И еще: необходимо "Ремесло". Марина Ивановна хочет составить эту новую книгу для Гослита из выпущенных ею в эмиграции – "Ремесло" (Берлин, 1922) и "После России" (Париж, 1928). Из двух она хочет сделать одну.
Но, начиная составлять книгу, она уже сомневается в том, что книга будет.
1 февраля она посылает записочку в Москву старшей сестре Сергея Яковлевича Вере Яковлевне Эфрон, которая в это время работает в Ленинской библиотеке, с просьбой добыть ей сборник стихов "Ремесло":
Милая Вера! Очень большая просьба. Мне предлагают издать книгу избранных стихов. Предложение вполне серьезное, человек с весом. Но – дело срочное, п.ч. срок договоров на 1940 г. – ограниченный. Хочу составить одну книгу из двух – Ремесла и После России.

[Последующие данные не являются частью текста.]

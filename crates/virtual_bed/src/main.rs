use std::process::ExitCode;

use tracing::error;

mod app;

fn main() -> ExitCode {
    match app::build_app() {
        Ok(wiring) => app::run(wiring),
        Err(err) => {
            error!(error = %err, "startup_failed");
            ExitCode::FAILURE
        }
    }
}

Последняя у меня на-днях будет, но Ремесла нет ни у кого. – Ремесло, Берлин, Из-во Геликон, 1922.
Эта книга есть в Ленинской библиотеке, ее нужно было бы получить на руки, чтобы я могла переписать, т. е. ту часть ее, к-ая мне понадобится. А м.б. у кого-нибудь из Ваших знакомых – есть?

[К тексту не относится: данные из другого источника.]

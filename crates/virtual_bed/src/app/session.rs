use pet_engine::{ActorId, ActorSnapshot, CatScene, Position, RoomState};
use serde::Serialize;
use tracing::{info, trace};

use super::console::{RoamMode, SceneCommand};

#[derive(Debug, Clone, Copy, PartialEq, Eq)]
pub(crate) enum SessionFlow {
    Continue,
    Quit,
}

/// Owns the scene for the lifetime of the console and polls it like a render loop would.
pub(crate) struct Session {
    scene: CatScene,
    tick_ms: u64,
    frames: u64,
}

#[derive(Serialize)]
struct SceneView<'a> {
    t_ms: u64,
    room: &'a RoomState,
    actors: Vec<ActorView<'a>>,
}

#[derive(Serialize)]
struct ActorView<'a> {
    name: &'a str,
    #[serde(flatten)]
    state: ActorSnapshot,
}

impl Session {
    pub(crate) fn new(scene: CatScene, tick_ms: u64) -> Self {
        Self {
            scene,
            tick_ms: tick_ms.max(1),
            frames: 0,
        }
    }

    #[cfg(test)]
    pub(crate) fn scene(&self) -> &CatScene {
        &self.scene
    }

    /// Every cat starts wandering as soon as the room is shown.
    pub(crate) fn mount(&mut self) {
        self.scene.start_all_roaming();
        info!(actors = self.scene.actor_count(), "scene_mounted");
    }

    pub(crate) fn shutdown(&mut self) {
        self.scene.teardown();
        info!(t_ms = self.scene.now_ms(), frames = self.frames, "shutdown");
    }

    pub(crate) fn apply(&mut self, command: SceneCommand, out: &mut Vec<String>) -> SessionFlow {
        match command {
            SceneCommand::Quit => return SessionFlow::Quit,
            SceneCommand::Advance { ms } => self.advance(ms),
            SceneCommand::Move { actor, x, y } => {
                if let Some(actor_id) = self.resolve_actor(&actor, out) {
                    self.scene.move_actor(actor_id, Position::new(x, y));
                }
            }
            SceneCommand::Roam { mode, actor } => {
                if let Some(actor_id) = self.resolve_actor(&actor, out) {
                    match mode {
                        RoamMode::Start => {
                            self.scene.stop_roaming(actor_id);
                            self.scene.start_roaming(actor_id);
                        }
                        RoamMode::Stop => {
                            self.scene.stop_roaming(actor_id);
                        }
                    }
                }
            }
            SceneCommand::Action { name, target } => match self.scene.parse_targets(&target) {
                Ok(targets) => {
                    self.scene.dispatch_named_action(&name, &targets);
                }
                Err(err) => out.push(format!("error: {err}. usage: action <name> <target>")),
            },
            SceneCommand::Touch { actor, part } => {
                if let Some(actor_id) = self.resolve_actor(&actor, out) {
                    self.scene.handle_part_touch(actor_id, part);
                }
            }
            SceneCommand::Weather => {
                self.scene.cycle_weather();
            }
            SceneCommand::Curtains => {
                self.scene.toggle_curtains();
            }
            SceneCommand::Lamp => {
                self.scene.toggle_lamp();
            }
            SceneCommand::Mute => {
                self.scene.toggle_mute();
            }
            SceneCommand::Dump => out.extend(self.dump_lines()),
            SceneCommand::Snapshot => match self.snapshot_json() {
                Ok(json) => out.push(json),
                Err(err) => out.push(format!("error: failed to encode snapshot: {err}")),
            },
            SceneCommand::Remove { actor } => {
                if let Some(actor_id) = self.resolve_actor(&actor, out) {
                    self.scene.remove_actor(actor_id);
                }
            }
        }
        SessionFlow::Continue
    }

    fn advance(&mut self, ms: u64) {
        let mut remaining = ms;
        while remaining > 0 {
            let step = remaining.min(self.tick_ms);
            self.scene.advance_by(step);
            remaining -= step;
            self.frames += 1;
            let moving = self
                .scene
                .snapshots()
                .iter()
                .filter(|(_, snapshot)| snapshot.is_moving)
                .count();
            trace!(t_ms = self.scene.now_ms(), moving, "frame");
        }
    }

    fn resolve_actor(&self, name: &str, out: &mut Vec<String>) -> Option<ActorId> {
        let actor_id = self.scene.actor_id_by_name(name);
        if actor_id.is_none() {
            out.push(format!("error: unknown actor '{name}'"));
        }
        actor_id
    }

    pub(crate) fn dump_lines(&self) -> Vec<String> {
        let mut lines = self
            .scene
            .snapshots()
            .into_iter()
            .map(|(actor_id, snapshot)| {
                format!(
                    "actor {} pos:({:.1},{:.1}) anim:{} mood:{} moving:{}",
                    self.scene.actor_name(actor_id).unwrap_or("?"),
                    snapshot.position.x,
                    snapshot.position.y,
                    snapshot.animation,
                    snapshot.mood,
                    snapshot.is_moving
                )
            })
            .collect::<Vec<_>>();
        let room = self.scene.room();
        lines.push(format!(
            "room weather:{} lamp:{} curtains:{} lights_out:{} muted:{} t:{}",
            room.weather,
            if room.lamp_on { "on" } else { "off" },
            if room.curtains_open { "open" } else { "closed" },
            room.lights_out,
            room.muted,
            self.scene.now_ms()
        ));
        lines
    }

    pub(crate) fn snapshot_json(&self) -> Result<String, serde_json::Error> {
        let actors = self
            .scene
            .snapshots()
            .into_iter()
            .filter_map(|(actor_id, state)| {
                self.scene
                    .actor_name(actor_id)
                    .map(|name| ActorView { name, state })
            })
            .collect();
        serde_json::to_string(&SceneView {
            t_ms: self.scene.now_ms(),
            room: self.scene.room(),
            actors,
        })
    }
}

#[cfg(test)]
mod tests {
    use pet_engine::{AnimationTag, FeedbackHooks, SceneConfig, SequenceRandom};

    use super::*;
    use crate::app::console::ConsoleCommandProcessor;

    fn session() -> Session {
        let scene = CatScene::new(
            &SceneConfig::default(),
            Box::new(SequenceRandom::new(Vec::new())),
            FeedbackHooks::no_op(),
        )
        .expect("scene");
        Session::new(scene, 16)
    }

    fn run_lines(session: &mut Session, lines: &[&str]) -> Vec<String> {
        let processor = ConsoleCommandProcessor::new().expect("builtins");
        let mut out = Vec::new();
        for line in lines {
            if let Some(command) = processor.process_line(line, &mut out) {
                if session.apply(command, &mut out) == SessionFlow::Quit {
                    break;
                }
            }
        }
        out
    }

    #[test]
    fn dump_describes_actors_and_room() {
        let mut session = session();
        assert_eq!(
            run_lines(&mut session, &["dump"]),
            vec![
                "actor prabh pos:(150.0,550.0) anim:sitIdle mood:neutral moving:false",
                "actor sehaj pos:(500.0,550.0) anim:sitIdle mood:neutral moving:false",
                "room weather:clear lamp:on curtains:open lights_out:false muted:false t:0",
            ]
        );
    }

    #[test]
    fn advance_steps_in_ticks_to_the_exact_time() {
        let mut session = session();
        run_lines(&mut session, &["advance 100"]);
        assert_eq!(session.scene().now_ms(), 100);
        assert_eq!(session.frames, 7);
    }

    #[test]
    fn commands_drive_the_scene() {
        let mut session = session();
        let out = run_lines(
            &mut session,
            &[
                "move prabh 600 500",
                "advance 2000",
                "action kick sehaj",
                "weather",
                "lamp",
                "dump",
            ],
        );
        assert_eq!(
            out,
            vec![
                "actor prabh pos:(600.0,500.0) anim:sitIdle mood:neutral moving:false",
                "actor sehaj pos:(500.0,550.0) anim:kick mood:annoyed moving:false",
                "room weather:rain lamp:off curtains:open lights_out:false muted:false t:2000",
            ]
        );
    }

    #[test]
    fn unknown_names_report_errors_without_touching_state() {
        let mut session = session();
        let out = run_lines(
            &mut session,
            &["touch mochi head", "action nudge mochi", "action moonwalk all"],
        );
        assert_eq!(
            out,
            vec![
                "error: unknown actor 'mochi'",
                "error: unknown actor 'mochi'. usage: action <name> <target>",
            ]
        );
        let prabh = session.scene().snapshot(ActorId(0)).expect("prabh");
        assert_eq!(prabh.animation, AnimationTag::SitIdle);
    }

    #[test]
    fn roam_commands_toggle_the_schedule() {
        let mut session = session();
        session.mount();
        assert!(session.scene().is_roaming(ActorId(0)));
        run_lines(&mut session, &["roam stop prabh"]);
        assert!(!session.scene().is_roaming(ActorId(0)));
        assert!(session.scene().is_roaming(ActorId(1)));
        run_lines(&mut session, &["roam start PRABH", "roam start prabh"]);
        assert!(session.scene().is_roaming(ActorId(0)));
        assert_eq!(session.scene().pending_timer_count(), 2);
    }

    #[test]
    fn quit_stops_processing_remaining_lines() {
        let mut session = session();
        let out = run_lines(&mut session, &["quit", "echo after"]);
        assert!(out.is_empty());
    }

    #[test]
    fn removed_cat_disappears_from_dump() {
        let mut session = session();
        let out = run_lines(&mut session, &["remove sehaj", "dump"]);
        assert_eq!(out.len(), 2);
        assert!(out[0].starts_with("actor prabh "));
        assert!(out[1].starts_with("room "));
    }

    #[test]
    fn snapshot_is_json() {
        let mut session = session();
        let out = run_lines(&mut session, &["action sleep prabh", "snapshot"]);
        let value: serde_json::Value = serde_json::from_str(&out[0]).expect("json");
        assert_eq!(value["t_ms"], 0);
        assert_eq!(value["room"]["lamp_on"], true);
        assert_eq!(value["actors"][0]["name"], "prabh");
        assert_eq!(value["actors"][0]["animation"], "sleep");
        assert_eq!(value["actors"][0]["mood"], "sleeping");
        assert_eq!(value["actors"][1]["is_moving"], false);
    }

    #[test]
    fn shutdown_tears_down_the_scene() {
        let mut session = session();
        session.mount();
        session.shutdown();
        assert!(session.scene().is_torn_down());
        assert_eq!(session.scene().pending_timer_count(), 0);
    }
}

Главное – что меня очень торопят.
Целую Вас, привет Коту.
М.Ц.
Ремесло в Ленинской библиотеке – есть, наверное, мне все говорят.
– Нынче (1-ое февраля) Муру 15 лет.
Но Вера Яковлевна вряд ли могла получить "Ремесло" из Ленинки: книги для перепечатки там не выдают. А "После России" все еще у Тагера, и Марина Ивановна из-за гордости к нему не обращается, она обижена, звонить ему не хочет. Положение спасает Ной Григорьевич Лурье, который в это время живет в Голицыне, он соединяет Марину Ивановну по телефону с Тагером, и в разговоре выясняется, что у того есть и "Ремесло". Кто-то дал ему на время почитать. И теперь Марина Ивановна надеется получить от него обе книги, быть может, тот, кто одолжил ему "Ремесло", позволит ей перепечатать ее стихи…

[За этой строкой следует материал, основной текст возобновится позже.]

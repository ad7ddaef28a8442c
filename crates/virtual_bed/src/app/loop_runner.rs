use std::fs::File;
use std::io::{self, BufRead, BufReader, Write};
use std::process::ExitCode;

use tracing::{error, info};

use super::bootstrap::{AppError, AppWiring, InputSource};
use super::console::ConsoleCommandProcessor;
use super::session::{Session, SessionFlow};

pub(crate) fn run(app: AppWiring) -> ExitCode {
    if let Err(err) = run_console(app) {
        error!(error = %err, "console_failed");
        return ExitCode::FAILURE;
    }

    ExitCode::SUCCESS
}

fn run_console(app: AppWiring) -> Result<(), AppError> {
    let processor = ConsoleCommandProcessor::new()?;
    let input = open_input(&app.input)?;
    let mut session = Session::new(app.scene, app.tick_ms);
    session.mount();

    let stdout = io::stdout();
    let mut output = stdout.lock();
    drive(&processor, &mut session, input, &mut output)
}

fn open_input(source: &InputSource) -> Result<Box<dyn BufRead>, AppError> {
    match source {
        InputSource::Stdin => Ok(Box::new(io::stdin().lock())),
        InputSource::Script(path) => {
            let file = File::open(path).map_err(|source| AppError::OpenScript {
                path: path.clone(),
                source,
            })?;
            info!(path = %path.display(), "script_opened");
            Ok(Box::new(BufReader::new(file)))
        }
    }
}

/// Feeds every input line through the console until `quit` or end of input.
/// The scene is torn down on the way out whether or not the loop failed.
fn drive<R: BufRead, W: Write>(
    processor: &ConsoleCommandProcessor,
    session: &mut Session,
    input: R,
    output: &mut W,
) -> Result<(), AppError> {
    let result = pump_lines(processor, session, input, output);
    session.shutdown();
    result
}

fn pump_lines<R: BufRead, W: Write>(
    processor: &ConsoleCommandProcessor,
    session: &mut Session,
    input: R,
    output: &mut W,
) -> Result<(), AppError> {
    let mut pending_output = Vec::new();
    for line in input.lines() {
        let line = line.map_err(AppError::ReadInput)?;
        let flow = match processor.process_line(&line, &mut pending_output) {
            Some(command) => session.apply(command, &mut pending_output),
            None => SessionFlow::Continue,
        };
        for text in pending_output.drain(..) {
            writeln!(output, "{text}").map_err(AppError::WriteOutput)?;
        }
        if flow == SessionFlow::Quit {
            break;
        }
    }
    output.flush().map_err(AppError::WriteOutput)
}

Но, видно, в скором времени Марине Ивановне становится известно, что книгу ее включить в план издания 1940 года уже поздно, ибо планы издательств составляются и утверждаются заблаговременно. А что касается 1941 года, то она может сдать книгу и осенью. Да сейчас и времени вовсе нет. Марина Ивановна живет "поденными переводами", ей надо зарабатывать деньги, ей надо каждый день гнать строки переводов…
А на дворе уже февраль с его пронзающим душу синим часом, когда снег синь, и воздух синь, и голые, черные ветки деревьев кажутся навечно мертвыми, прочерченными чьей-то холодной, равнодушной рукой в синеве. И нет никакой мягкости красок, и зыбкости света, и расплывчатости теней, и никаких полукрасок, полутонов – все кажется раз и навсегда графически четко обозначено в этом холодном синем мире! Есть беспредельность вечности и предельность твоя… И даже в здоровую душу заползает тоска, и ты начинаешь беспричинно томиться печалью. И как, должно быть, особенно тяжко было Марине Ивановне в этот голицынский синий час, когда и без того "подо всем: работой, хождением в Дом отдыха, поездками в город, беседами с людьми, жизнью дня и снами ночи – тоска…".